» Task instructions:
Find and copy each line of the listing below that has the word "against" in it.

» Extracted entries:

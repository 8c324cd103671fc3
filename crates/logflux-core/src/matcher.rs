//! Field matchers: compiled, optionally negated predicates over one field.
//!
//! A matcher is built once by the [parser](crate::parser) and evaluated against
//! the value a record holds for [`Matcher::field`]. Evaluation never fails: a
//! missing value simply does not satisfy `Equals` or `Regex`.

use regex::Regex;
use serde_json::Value;

use crate::types::stringify;

/// What a matcher checks, before negation is applied.
#[derive(Debug, Clone)]
pub enum MatchKind {
    /// The field is present and not null.
    Exists,
    /// The stringified value equals a literal.
    Equals { value: String },
    /// The stringified value fully matches a pattern. The stored regex is
    /// already anchored.
    Regex(Regex),
}

/// A predicate over a single named field.
#[derive(Debug, Clone)]
pub struct Matcher {
    field: String,
    negate: bool,
    kind: MatchKind,
}

impl Matcher {
    pub fn exists(field: impl Into<String>, negate: bool) -> Self {
        Self {
            field: field.into(),
            negate,
            kind: MatchKind::Exists,
        }
    }

    pub fn equals(field: impl Into<String>, negate: bool, value: impl Into<String>) -> Self {
        Self {
            field: field.into(),
            negate,
            kind: MatchKind::Equals {
                value: value.into(),
            },
        }
    }

    /// Compile `pattern` as a full-match regular expression.
    pub fn regex(
        field: impl Into<String>,
        negate: bool,
        pattern: &str,
    ) -> Result<Self, regex::Error> {
        let anchored = Regex::new(&format!("^(?:{pattern})$"))?;
        Ok(Self {
            field: field.into(),
            negate,
            kind: MatchKind::Regex(anchored),
        })
    }

    /// Name of the field this matcher reads.
    pub fn field(&self) -> &str {
        &self.field
    }

    pub fn is_negated(&self) -> bool {
        self.negate
    }

    pub fn kind(&self) -> &MatchKind {
        &self.kind
    }

    /// Evaluate against the field's value (`None` when absent).
    pub fn matches(&self, value: Option<&Value>) -> bool {
        self.negate ^ self.kind_matches(value)
    }

    fn kind_matches(&self, value: Option<&Value>) -> bool {
        let Some(value) = value.filter(|v| !v.is_null()) else {
            return false;
        };
        match &self.kind {
            MatchKind::Exists => true,
            MatchKind::Equals { value: expected } => stringify(value) == *expected,
            MatchKind::Regex(re) => re.is_match(&stringify(value)),
        }
    }
}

» Answer for the task:
//! A matcher is built once by the [parser](crate::parser) and evaluated against
    /// Evaluate against the field's value (`None` when absent).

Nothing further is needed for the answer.